A medida que la fama de Lady Gaga crecía, su “yo” interior se hacía cada vez más pequeño e introvertido. Así lo reflejaba el misticismo de su siguiente álbum, Artpop (2013), en el que la neoyorquina exploraba un mundo más surrealista basado en el arte, la fama y la sexualidad como elementos que giraban en torno a un eje central, la astrología.
Solo volvería a poner los pies en la tierra al lanzar el que, hasta la fecha, es su último álbum de estudio, Joanne (2016).

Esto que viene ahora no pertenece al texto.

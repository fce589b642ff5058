//! The driver: a time-budgeted tick loop over the execution stack and the
//! deferred-operation queue.

use alloc::boxed::Box;
use alloc::format;
use core::any::Any;

use crate::descriptor::{
    Accessor as _, CompositeDescriptor as _, Descriptor as _, Instance, Member,
};
use crate::error::TraverseError;
use crate::impls::take_typed;
use crate::node::Node;
use crate::registry::{Describe, DescriptorRegistry};

use super::context::OpContext;
use super::cursor::{Advance, Cursor, Dest, Operation};
use super::refs::{Attach, DeferredOp, LookaheadIndex};
use super::stack::{Completed, ExecStack};
use super::{deserializer, serializer};
use super::{Report, Tick};

// -----------------------------------------------------------------------------
// Budget

/// How much work one [`Driver::tick`] call may do.
///
/// Budgets are checked only between discrete steps, never inside one, so a
/// single member's read or write always completes or is not attempted.
#[derive(Debug, Clone, Copy)]
pub enum Budget {
    /// Run to completion.
    Unlimited,
    /// Advance at most this many steps.
    Steps(usize),
    /// Stop once this much wall-clock time has elapsed.
    #[cfg(feature = "std")]
    Time(core::time::Duration),
}

enum Meter {
    Unlimited,
    Steps(usize),
    #[cfg(feature = "std")]
    Deadline(std::time::Instant),
}

impl Meter {
    fn new(budget: Budget) -> Self {
        match budget {
            Budget::Unlimited => Self::Unlimited,
            Budget::Steps(steps) => Self::Steps(steps),
            #[cfg(feature = "std")]
            Budget::Time(duration) => Self::Deadline(std::time::Instant::now() + duration),
        }
    }

    /// Whether another step may run; counts the step when it may.
    fn admit(&mut self) -> bool {
        match self {
            Self::Unlimited => true,
            Self::Steps(left) => {
                if *left == 0 {
                    false
                } else {
                    *left -= 1;
                    true
                }
            }
            #[cfg(feature = "std")]
            Self::Deadline(deadline) => std::time::Instant::now() < *deadline,
        }
    }
}

// -----------------------------------------------------------------------------
// Driver

/// Drives one serialize or deserialize operation over an object graph.
///
/// All traversal state lives in the driver, so ticking may stop at any step
/// boundary and resume arbitrarily later; any sequence of budgeted ticks
/// produces the same result as a single unbounded one.
///
/// ```
/// use trellis::{Budget, DescriptorRegistry, Driver, Tick};
///
/// let mut registry = DescriptorRegistry::new();
/// registry.register::<Vec<i32>>();
///
/// let values: Vec<i32> = (0..100).collect();
/// let mut driver = Driver::serializer(&registry, &values).unwrap();
/// while driver.tick(Budget::Steps(16)).unwrap() == Tick::Pending {}
///
/// let node = driver.into_node().unwrap();
/// assert_eq!(node.element_count(), Some(100));
/// ```
pub struct Driver<'r> {
    registry: &'r DescriptorRegistry,
    op: Operation,
    stack: ExecStack,
    ctx: OpContext,
    result: Option<Completed>,
    /// Deferred ops left in the current retry pass; 0 between passes.
    pass_remaining: usize,
    done: bool,
}

impl<'r> Driver<'r> {
    /// Prepares a serialize operation over a clone of `value`.
    pub fn serializer<T>(
        registry: &'r DescriptorRegistry,
        value: &T,
    ) -> Result<Self, TraverseError>
    where
        T: Describe + Instance,
    {
        let declared = registry.resolve(&T::type_ref())?;
        let target = (value as &dyn Instance).clone_instance();
        let mut stack = ExecStack::default();
        stack.push(Cursor::ser_root(declared, target));
        Ok(Self {
            registry,
            op: Operation::Serialize,
            stack,
            ctx: OpContext::new(),
            result: None,
            pass_remaining: 0,
            done: false,
        })
    }

    /// Prepares a deserialize operation, building the lookahead identity
    /// index in one upfront tree walk.
    pub fn deserializer<T>(registry: &'r DescriptorRegistry, node: Node) -> Result<Self, TraverseError>
    where
        T: Describe,
    {
        let declared = registry.resolve(&T::type_ref())?;
        let mut ctx = OpContext::new();
        ctx.lookahead = LookaheadIndex::build(&node);
        let mut stack = ExecStack::default();
        stack.push(Cursor::de_root(declared, node));
        Ok(Self {
            registry,
            op: Operation::Deserialize,
            stack,
            ctx,
            result: None,
            pass_remaining: 0,
            done: false,
        })
    }

    /// Advances the operation until it completes or the budget runs out,
    /// leaving all state intact for the next tick.
    pub fn tick(&mut self, budget: Budget) -> Result<Tick, TraverseError> {
        let mut meter = Meter::new(budget);
        loop {
            if self.done {
                return Ok(Tick::Complete);
            }
            if !meter.admit() {
                return Ok(Tick::Pending);
            }
            if !self.stack.is_empty() {
                self.step()?;
            } else if !self.ctx.queue.is_empty() {
                self.retry_one()?;
            } else {
                self.done = true;
                return Ok(Tick::Complete);
            }
        }
    }

    /// Whether the operation has run to completion.
    #[inline]
    pub fn is_complete(&self) -> bool {
        self.done
    }

    /// The diagnostics accumulated so far.
    #[inline]
    pub fn report(&self) -> &Report {
        &self.ctx.report
    }

    /// The produced node tree of a completed serialize operation.
    pub fn into_node(self) -> Result<Node, TraverseError> {
        match self.result {
            Some(Completed::Node(node)) => Ok(node),
            _ => Err(TraverseError::Incomplete),
        }
    }

    /// The produced root value of a completed deserialize operation.
    pub fn into_value<T: Any>(self) -> Result<T, TraverseError> {
        match self.result {
            Some(Completed::Value(value)) => Ok(take_typed::<T>(value)?),
            _ => Err(TraverseError::Incomplete),
        }
    }

    /// Advances the top cursor by one phase-step and applies the outcome.
    fn step(&mut self) -> Result<(), TraverseError> {
        let frame = self.stack.len() - 1;
        let advance = {
            let Some(cursor) = self.stack.top_mut() else {
                return Ok(());
            };
            let advanced = match self.op {
                Operation::Serialize => {
                    serializer::advance(frame, cursor, &mut self.ctx, self.registry)
                }
                Operation::Deserialize => {
                    deserializer::advance(frame, cursor, &mut self.ctx, self.registry)
                }
            };
            match advanced {
                Ok(advance) => advance,
                Err(err) => {
                    let path = self.stack.path();
                    self.ctx.note_error(format!("{err}"));
                    self.ctx.flush_notes(&path);
                    return Err(err);
                }
            }
        };
        let path = self.stack.path();
        self.ctx.flush_notes(&path);
        match advance {
            Advance::Continue => {}
            Advance::Push(child) => self.stack.push(child),
            Advance::Finished => {
                if let Some(completed) = self.stack.finish_top(self.op, &mut self.ctx)? {
                    self.result = Some(completed);
                }
            }
            Advance::DeferConstruction => self.stack.defer_top(&mut self.ctx),
        }
        let path = self.stack.path();
        self.ctx.flush_notes(&path);
        Ok(())
    }

    /// Retries one deferred operation.
    ///
    /// Retries run in passes over the queue: resolving one item can make
    /// others resolvable only within the same overall retry phase, so the
    /// queue is redrained until a pass makes no progress or it empties. A
    /// no-progress pass with items remaining is a fixed point that no future
    /// pass can break.
    fn retry_one(&mut self) -> Result<(), TraverseError> {
        if self.pass_remaining == 0 {
            if core::mem::replace(&mut self.ctx.progress, false) {
                self.pass_remaining = self.ctx.queue.len();
            } else {
                return Err(TraverseError::UnresolvedDeferrals {
                    pending: self.ctx.queue.len(),
                });
            }
        }
        let Some(op) = self.ctx.queue.pop_front() else {
            self.pass_remaining = 0;
            return Ok(());
        };
        self.pass_remaining -= 1;

        match op {
            DeferredOp::Member { mut owner, member, id } => {
                match self.ctx.forward.get(id) {
                    Some(value) => {
                        match attach_member(self.registry, &member, &mut owner, value) {
                            Ok(()) => self.ctx.progress = true,
                            Err(err) => self.ctx.note_warn(format!(
                                "could not attach deferred member `{}`: {err}",
                                member.key,
                            )),
                        }
                        self.ctx.flush_notes("$(deferred)");
                    }
                    None => {
                        // Still not instantiated; the identity is known to
                        // exist, so leave it for the next pass.
                        self.ctx
                            .queue
                            .push_back(DeferredOp::Member { owner, member, id });
                    }
                }
            }
            DeferredOp::Construction {
                descriptor,
                node,
                buffer,
                resume,
                attach,
            } => {
                let construction_steps = descriptor
                    .kind()
                    .composite()
                    .map_or(0, |composite| composite.construction_step_count());
                let dest = match attach {
                    Attach::Root => Dest::Root,
                    Attach::Into { owner, member } => Dest::Detached { owner, member },
                };
                self.stack.push(Cursor::de_resumed(
                    descriptor,
                    node,
                    buffer,
                    resume,
                    construction_steps,
                    dest,
                ));
            }
        }
        Ok(())
    }
}

/// Adopts a now-available reference into the declared member type and sets
/// it through the retained owner handle.
fn attach_member(
    registry: &DescriptorRegistry,
    member: &Member,
    owner: &mut Box<dyn Instance>,
    value: Box<dyn Instance>,
) -> Result<(), TraverseError> {
    let ty = member.ty.ok_or(TraverseError::Incomplete)?;
    let declared = registry.resolve(&ty)?;
    let adopted = declared.adopt_reference(value)?;
    member.accessor.set(&mut **owner, adopted)?;
    Ok(())
}

// -----------------------------------------------------------------------------
// One-shot entry points

/// Serializes an object graph into a node tree in one unbounded run.
///
/// Local failures are logged and leave null slots; use a [`Driver`] to
/// inspect the structured report.
pub fn serialize<T>(registry: &DescriptorRegistry, value: &T) -> Result<Node, TraverseError>
where
    T: Describe + Instance,
{
    let mut driver = Driver::serializer(registry, value)?;
    driver.tick(Budget::Unlimited)?;
    driver.into_node()
}

/// Rebuilds an object graph from a node tree in one unbounded run.
pub fn deserialize<T>(registry: &DescriptorRegistry, node: &Node) -> Result<T, TraverseError>
where
    T: Describe + Any,
{
    let mut driver = Driver::deserializer::<T>(registry, node.clone())?;
    driver.tick(Budget::Unlimited)?;
    driver.into_value::<T>()
}

// -----------------------------------------------------------------------------
// Tests

#[cfg(test)]
mod tests {
    use alloc::vec;
    use alloc::vec::Vec;

    use super::*;

    fn registry() -> DescriptorRegistry {
        let mut registry = DescriptorRegistry::new();
        registry.register::<Vec<i32>>();
        registry
    }

    #[test]
    fn scalar_round_trip() {
        let registry = registry();
        let node = serialize(&registry, &41_i32).unwrap();
        let back: i32 = deserialize(&registry, &node).unwrap();
        assert_eq!(back, 41);
    }

    #[test]
    fn vec_round_trip() {
        let registry = registry();
        let values = vec![3_i32, 1, 4, 1, 5];
        let node = serialize(&registry, &values).unwrap();
        assert_eq!(node.element_count(), Some(5));
        let back: Vec<i32> = deserialize(&registry, &node).unwrap();
        assert_eq!(back, values);
    }

    #[test]
    fn completed_drivers_stay_complete() {
        let registry = registry();
        let mut driver = Driver::serializer(&registry, &7_i32).unwrap();
        assert_eq!(driver.tick(Budget::Unlimited).unwrap(), Tick::Complete);
        assert_eq!(driver.tick(Budget::Steps(1)).unwrap(), Tick::Complete);
        assert!(driver.is_complete());
    }

    #[test]
    fn zero_step_budget_makes_no_progress() {
        let registry = registry();
        let mut driver = Driver::serializer(&registry, &7_i32).unwrap();
        assert_eq!(driver.tick(Budget::Steps(0)).unwrap(), Tick::Pending);
        assert_eq!(driver.tick(Budget::Unlimited).unwrap(), Tick::Complete);
        assert_eq!(driver.into_node().unwrap().kind_name(), "integer");
    }
}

Es aquí donde, por fin, se descubre al ser humano tras el personaje. Las gafas, las capas de maquillaje y el estrambótico vestuario dejan paso a una artista de cara lavada que compone y canta acompañada de su guitarra. Con temas como Joanne o Million reasons la cantante se metió de nuevo al público en el bolsillo.
Una nueva Gaga se presentaba al mundo y se dejaba ver tal y como realmente es a través de un documental Gaga: Five Foot Two con el que la artista desvelaría detalles de la enfermedad crónica que sufría, fibromialgia. Ese dolor que siempre la acompañó tenía nombre y, finalmente, fue descubierto.
Llama la atención y, sin duda, resulta admirable la capacidad de esta artista para sobrellevar ese dolor que siempre, según ella misma ha confesado, le ha acompañado.
Una artista completa que no solo ha triunfado en el terreno musical, sino que se ha ganado el respeto de la industria cinematográfica con excelentes actuaciones tanto en la serie American Horror Story: Hotel (2011) como en A star is born (2018) –con nominaciones a Globos de oro y Oscar incluidos–.
Sin embargo, el lustre de los reconocimientos y los premios (que son innumerables) pasa a un segundo plano cuando son las canciones y las interpretaciones las que brillan por sí mismas, como sin duda es el caso de la artista de la última década: Lady Gaga.